Let the exploration begin ...

Installation

pip install blocksets

There are no dependent packages

Example Use

It's worth reviewing and running the example_use.py module via python -m blocksets.example_use but, but here's a taste of it for reading purposes

from blocksets import Block, BlockSet

big_rubik = Block((0, 0, 0), (99999, 99999, 99999))
assert big_rubik.measure == 999970000299999
centre_cube = Block((49999, 49999, 49999))
assert centre_cube.measure == 1

# Creates a large 3 dimensional cube with the centre missing
bs = BlockSet(3)  
bs.add(big_rubik)
bs.remove(centre_cube)

assert bs.point_count == 999970000299998
assert bs.block_count == 6

sorted_blocks = sorted(bs.blocks(), key=lambda x: x.norm)

for blk in sorted_blocks:
    print(f"{blk:50} {blk.measure}")

Classes

To begin with I have decided to model the block and the set of blocks as classes Block and BlockSet.

Because of

  • the multi-dimensional ambition
  • multiple ways to represent a block
  • option of Open limits

it seems sensible to keep these concerns separate from the main task in hand and allow us to make valid assumptions about how the blocks are expressed.

Block

A Block is an orthogonal clump (a line segment, rectangle, cuboid, hyper... you get the idea) of discrete space defined by opposite end/corner points $A,B$.

  • Decimal precision can always be achieved using some desired scaling, so coordinates of the space are always specified as int (unless specifying an open interval, see below)
  • The only exception being that the float("inf") value can be used to represent no limit (i.e. an open interval to infinity be it +/- in any of the component dimensions)
  • Internally the block will always be normalised such that $A \lt B$ in all component dimensions.

Normalised Form

Opposite corners will always be normalised internally so that ordinates $a_i \lt b_i$ i.e. the vector $\vec{AB}$ is always positive in every component dimension.

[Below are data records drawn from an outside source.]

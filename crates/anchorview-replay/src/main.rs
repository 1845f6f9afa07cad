//! anchorview replay - run a recorded tracking trace without a camera
//!
//! Reads a JSON-lines trace, drives an [`ArSession`] with it frame by frame
//! and prints what the viewer would show.

mod report;

use anchorview_core::config::{load_config, save_default_config};
use anchorview_core::trace::read_trace;
use anchorview_core::ArSession;
use anyhow::{Context, Result};
use clap::Parser;
use std::fs::File;
use std::io::BufReader;
use std::path::PathBuf;
use tracing::{info, Level};
use tracing_subscriber::FmtSubscriber;

#[derive(Parser, Debug)]
#[command(name = "anchorview-replay")]
#[command(about = "Replay a recorded tracking trace through the pose synchronizer")]
#[command(version)]
struct Args {
    /// Path to configuration file
    #[arg(short, long, default_value = "anchorview.toml")]
    config: PathBuf,

    /// Trace to replay (JSON lines)
    #[arg(short, long, required_unless_present = "write_default_config")]
    trace: Option<PathBuf>,

    /// Print a frame summary every N frames (0 prints only the final state)
    #[arg(short, long, default_value_t = 1)]
    every: usize,

    /// Print summaries as JSON lines
    #[arg(long)]
    json: bool,

    /// Log level (trace, debug, info, warn, error)
    #[arg(short, long, default_value = "info")]
    log_level: String,

    /// Write the default configuration to --config and exit
    #[arg(long)]
    write_default_config: bool,
}

fn main() -> Result<()> {
    let args = Args::parse();

    // Initialize logging
    let level = match args.log_level.to_lowercase().as_str() {
        "trace" => Level::TRACE,
        "debug" => Level::DEBUG,
        "info" => Level::INFO,
        "warn" => Level::WARN,
        "error" => Level::ERROR,
        _ => Level::INFO,
    };

    let subscriber = FmtSubscriber::builder()
        .with_max_level(level)
        .with_target(true)
        .with_writer(std::io::stderr)
        .finish();

    tracing::subscriber::set_global_default(subscriber)?;

    if args.write_default_config {
        save_default_config(&args.config)
            .with_context(|| format!("writing {}", args.config.display()))?;
        info!(path = %args.config.display(), "Wrote default configuration");
        return Ok(());
    }

    let config = load_config(&args.config)?;
    let Some(trace_path) = args.trace else {
        anyhow::bail!("--trace is required");
    };
    let file = File::open(&trace_path)
        .with_context(|| format!("opening {}", trace_path.display()))?;
    let frames = read_trace(BufReader::new(file))?;
    info!(frames = frames.len(), path = %trace_path.display(), "Replaying trace");

    let mut session = ArSession::new(config);
    let mut events = 0;
    for (index, frame) in frames.iter().enumerate() {
        events += frame.apply(&mut session).len();
        if args.every > 0 && (index + 1) % args.every == 0 {
            report::print(&report::FrameSummary::capture(index + 1, &session), args.json)?;
        }
    }

    let last = report::FrameSummary::capture(frames.len(), &session);
    if args.every == 0 || frames.len() % args.every != 0 {
        report::print(&last, args.json)?;
    }
    info!(frames = frames.len(), transitions = events, "Replay finished");
    Ok(())
}
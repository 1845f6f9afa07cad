//! Per-frame summaries of a replayed session

use anchorview_core::{ArSession, PoseRecord, TrackingState};
use anyhow::Result;
use serde::Serialize;
use std::fmt;

#[derive(Debug, Serialize)]
pub struct ObjectSummary {
    pub anchor: u8,
    pub state: &'static str,
    pub world: PoseRecord,
}

#[derive(Debug, Serialize)]
pub struct FrameSummary {
    pub frame: usize,
    pub status: String,
    pub spinning: bool,
    pub info_panel: bool,
    pub objects: Vec<ObjectSummary>,
}

impl FrameSummary {
    pub fn capture(frame: usize, session: &ArSession) -> Self {
        let objects = session
            .objects()
            .map(|object| ObjectSummary {
                anchor: object.anchor().0,
                state: match object.state() {
                    TrackingState::Tracked => "tracked",
                    TrackingState::Frozen => "frozen",
                },
                world: object.world_pose().into(),
            })
            .collect();
        Self {
            frame,
            status: session.status().to_string(),
            spinning: session.is_spinning(),
            info_panel: session.info_panel_visible(),
            objects,
        }
    }
}

impl fmt::Display for FrameSummary {
    fn fmt(&self, f: &mut fmt::Formatter<'_>) -> fmt::Result {
        write!(f, "#{:<5} {}", self.frame, self.status)?;
        if self.objects.is_empty() {
            return write!(f, " (no model)");
        }
        for object in &self.objects {
            let [x, y, z] = object.world.position;
            write!(
                f,
                "\n  anchor-{} {:<7} pos=({:.3}, {:.3}, {:.3}) scale={:.2}",
                object.anchor, object.state, x, y, z, object.world.scale[0]
            )?;
        }
        Ok(())
    }
}

pub fn print(summary: &FrameSummary, json: bool) -> Result<()> {
    if json {
        println!("{}", serde_json::to_string(summary)?);
    } else {
        println!("{summary}");
    }
    Ok(())
}

#[cfg(test)]
mod tests {
    use super::*;
    use anchorview_core::{AnchorSample, Config};

    fn tracked_session() -> ArSession {
        let mut config = Config::default();
        config.spin.enabled = false;
        let mut session = ArSession::new(config);
        session.model_loaded();
        let sample: AnchorSample =
            serde_json::from_str(r#"{"anchor":0,"pose":{"position":[0,0,-2]}}"#).unwrap();
        session.observe_frame(&[sample], 0.016);
        session
    }

    #[test]
    fn test_summary_lists_world_pose() {
        let summary = FrameSummary::capture(3, &tracked_session());
        assert_eq!(summary.objects.len(), 1);
        assert_eq!(summary.objects[0].state, "tracked");
        assert!((summary.objects[0].world.position[2] + 2.5).abs() < 1e-5);

        let text = summary.to_string();
        assert!(text.starts_with("#3"));
        assert!(text.contains("anchor-0 tracked"));
    }

    #[test]
    fn test_summary_without_model() {
        let summary = FrameSummary::capture(1, &ArSession::new(Config::default()));
        assert!(summary.to_string().ends_with("(no model)"));
    }

    #[test]
    fn test_json_summary() {
        let summary = FrameSummary::capture(1, &tracked_session());
        let value: serde_json::Value = serde_json::to_value(&summary).unwrap();
        assert_eq!(value["status"], "Target found");
        assert_eq!(value["objects"][0]["anchor"], 0);
    }
}
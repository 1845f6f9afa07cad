//! anchorview viewer - browser entry point
//!
//! The page's tracking script (an image-target tracker running on the camera
//! feed) reports poses through the functions exported from [`bridge`]; the
//! Bevy app renders the synchronized model instances on a transparent canvas
//! layered over the video.

mod app;
pub mod bridge;
mod config_loader;

use wasm_bindgen::prelude::*;

/// WASM entry point
#[wasm_bindgen(start)]
pub fn main() {
    // Set up panic hook for better error messages
    console_error_panic_hook::set_once();

    // Initialize logging with filtering to reduce noise
    tracing_wasm::set_as_global_default_with_config(
        tracing_wasm::WASMLayerConfigBuilder::new()
            .set_max_level(tracing::Level::INFO)
            .build(),
    );

    // Config is fetched before the app starts so startup systems see it
    wasm_bindgen_futures::spawn_local(async {
        let config = config_loader::fetch_config().await;
        app::run(config);
    });
}
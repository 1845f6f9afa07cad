//! Scene setup - AR camera, lights and anchor roots

use bevy::prelude::*;

use crate::types::{AnchorRoot, ArCamera, Session, TrackingFeed};

/// Plugin for scene setup
pub struct SceneSetupPlugin;

impl Plugin for SceneSetupPlugin {
    fn build(&self, app: &mut App) {
        app.add_systems(Startup, (setup_scene, spawn_anchor_roots))
            .add_systems(Update, apply_projection);
    }
}

fn setup_scene(mut commands: Commands) {
    // The tracker reports anchor poses relative to the camera, so the camera
    // sits at the origin looking down -Z and never moves.
    commands.spawn((
        Camera3d::default(),
        Camera {
            clear_color: ClearColorConfig::Custom(Color::NONE),
            ..default()
        },
        Projection::Perspective(PerspectiveProjection {
            near: 0.01,
            far: 1000.0,
            ..default()
        }),
        Transform::IDENTITY,
        ArCamera,
    ));

    commands.insert_resource(AmbientLight {
        color: Color::WHITE,
        brightness: 400.0,
        ..default()
    });

    // Key light, above and to the right of the camera
    commands.spawn((
        DirectionalLight {
            illuminance: 6000.0,
            shadows_enabled: false,
            ..default()
        },
        Transform::from_xyz(1.0, 2.0, 1.0).looking_at(Vec3::ZERO, Vec3::Y),
    ));

    // Sky/ground fill: bright from above, dim grey bounce from below
    commands.spawn((
        DirectionalLight {
            illuminance: 2500.0,
            color: Color::WHITE,
            shadows_enabled: false,
            ..default()
        },
        Transform::from_xyz(0.0, 1.0, 0.0).looking_at(Vec3::ZERO, Vec3::Z),
    ));
    commands.spawn((
        DirectionalLight {
            illuminance: 800.0,
            color: Color::srgb(0.27, 0.27, 0.27),
            shadows_enabled: false,
            ..default()
        },
        Transform::from_xyz(0.0, -1.0, 0.0).looking_at(Vec3::ZERO, Vec3::Z),
    ));
}

/// One hidden root entity per configured anchor
fn spawn_anchor_roots(mut commands: Commands, session: Res<Session>) {
    for anchor in session.anchors() {
        commands.spawn((
            Transform::IDENTITY,
            Visibility::Hidden,
            AnchorRoot { anchor: anchor.id() },
            Name::new(anchor.id().to_string()),
        ));
    }
    tracing::info!(anchors = session.anchors().len(), "Spawned anchor roots");
}

/// Match the camera projection to the tracking provider's
fn apply_projection(feed: Res<TrackingFeed>, mut cameras: Query<&mut Projection, With<ArCamera>>) {
    let Some(update) = feed.take_projection() else {
        return;
    };
    let Ok(mut projection) = cameras.single_mut() else {
        return;
    };
    if let Projection::Perspective(perspective) = projection.as_mut() {
        perspective.fov = update.fov_y;
        perspective.near = update.near;
        perspective.far = update.far;
        tracing::debug!(fov_y = update.fov_y, "Updated camera projection");
    }
}
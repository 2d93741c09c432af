use crate::constants::{TOAST_ID, TOAST_VISIBLE_CLASS};
use crate::dom;
use ember_core::toast::ToastClock;
use std::cell::{Cell, RefCell};
use std::rc::Rc;
use wasm_bindgen::closure::Closure;
use wasm_bindgen::JsCast;
use web_sys as web;

/// The page's single toast element. Cheap to clone; clones share state.
#[derive(Clone)]
pub struct Toast {
    el: Option<web::HtmlElement>,
    clock: Rc<RefCell<ToastClock>>,
    /// Timeout handle and generation of the scheduled hide.
    pending: Rc<Cell<Option<(i32, u64)>>>,
    /// One hide callback reused by every timeout.
    hide: Rc<Closure<dyn FnMut()>>,
}

impl Toast {
    pub fn find(document: &web::Document) -> Self {
        let el = document
            .get_element_by_id(TOAST_ID)
            .and_then(|el| el.dyn_into::<web::HtmlElement>().ok());
        if el.is_none() {
            log::debug!("[toast] no #{} element; toasts disabled", TOAST_ID);
        }
        let clock = Rc::new(RefCell::new(ToastClock::default()));
        let pending: Rc<Cell<Option<(i32, u64)>>> = Rc::new(Cell::new(None));

        let el_hide = el.clone();
        let clock_hide = clock.clone();
        let pending_hide = pending.clone();
        let hide = Closure::wrap(Box::new(move || {
            let Some((_, generation)) = pending_hide.take() else {
                return;
            };
            if clock_hide.borrow_mut().expire(generation) {
                if let Some(el) = &el_hide {
                    let _ = el.class_list().remove_1(TOAST_VISIBLE_CLASS);
                }
            }
        }) as Box<dyn FnMut()>);

        Self {
            el,
            clock,
            pending,
            hide: Rc::new(hide),
        }
    }

    pub fn show(&self, text: &str, duration_ms: Option<u32>) {
        let (Some(el), Some(window)) = (&self.el, web::window()) else {
            return;
        };
        el.set_text_content(Some(text));
        let _ = el.class_list().add_1(TOAST_VISIBLE_CLASS);

        let ticket = self.clock.borrow_mut().show(dom::now_ms(), duration_ms);
        if let Some((handle, _)) = self.pending.take() {
            window.clear_timeout_with_handle(handle);
        }

        let callback: &js_sys::Function = (*self.hide).as_ref().unchecked_ref();
        match window
            .set_timeout_with_callback_and_timeout_and_arguments_0(callback, ticket.duration_ms as i32)
        {
            Ok(handle) => self.pending.set(Some((handle, ticket.generation))),
            Err(e) => log::warn!("[toast] setTimeout failed: {:?}", e),
        }
    }
}
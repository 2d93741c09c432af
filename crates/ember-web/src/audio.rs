use crate::constants::AMBIENCE_ID;
use crate::toast::Toast;
use ember_core::{Ambience, AmbienceCommand};
use std::cell::RefCell;
use std::rc::Rc;
use wasm_bindgen::JsCast;
use wasm_bindgen_futures::{spawn_local, JsFuture};
use web_sys as web;

/// Looping ambience track behind the first user gesture.
#[derive(Clone)]
pub struct AmbiencePlayer {
    audio: Option<web::HtmlAudioElement>,
    state: Rc<RefCell<Ambience>>,
}

impl AmbiencePlayer {
    pub fn find(document: &web::Document) -> Self {
        let audio = document
            .get_element_by_id(AMBIENCE_ID)
            .and_then(|el| el.dyn_into::<web::HtmlAudioElement>().ok());
        Self {
            audio,
            state: Rc::new(RefCell::new(Ambience::default())),
        }
    }

    pub fn on_gesture(&self) {
        let cmd = self.state.borrow_mut().on_gesture();
        if let Some(cmd) = cmd {
            self.run(cmd, None);
        }
    }

    pub fn toggle(&self, toast: &Toast) {
        let cmd = self.state.borrow_mut().on_toggle();
        self.run(cmd, Some(toast.clone()));
    }

    fn run(&self, cmd: AmbienceCommand, toast: Option<Toast>) {
        let Some(audio) = &self.audio else {
            return;
        };
        match cmd {
            AmbienceCommand::Pause => {
                let _ = audio.pause();
                if let Some(t) = toast {
                    t.show("Ambience off", None);
                }
            }
            AmbienceCommand::Play { volume } => {
                audio.set_volume(volume);
                audio.set_loop(true);
                let promise = match audio.play() {
                    Ok(p) => p,
                    Err(e) => {
                        log::debug!("[ambience] play() threw: {:?}", e);
                        self.state.borrow_mut().on_play_result(false);
                        return;
                    }
                };
                let state = self.state.clone();
                spawn_local(async move {
                    let ok = JsFuture::from(promise).await.is_ok();
                    if !ok {
                        // Autoplay policy or missing media; stay silent.
                        log::debug!("[ambience] playback rejected");
                    }
                    state.borrow_mut().on_play_result(ok);
                    if let (true, Some(t)) = (ok, toast) {
                        t.show("Ambience on", None);
                    }
                });
            }
        }
    }
}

The Block constructor handles various argument formats and resolves them to this normalised representation after passing the following validations:

  • Arguments must be either int, +/- float("inf") or a tuple of these.
  • The Dimension of the 2 end/corner points must match.
  • Ordinates in corresponding dimensions can not be the same value (as that would imply a block of zero space).

Single Argument to the Constructor

If the second argument (for the opposite end/corner) is not supplied then it is defaulted as follows for each ordinate in turn:

  • For finite values we add +1 thus modelling a unit value
  • For infinite values we assume the opposite end (i.e. the multiplicative inverse)

So for example if all values are finite then it is a single point (or unit block).

Expressing them in a normalised form like this means we can easily hash and compare for equality using just the pair of coordinate tuples.

Block Operations

Find the overlapping intersection of 2 blocks c = a & b seems reasonable. Union & Minus make no sense as there is no guarantee you end up with a single block as a result.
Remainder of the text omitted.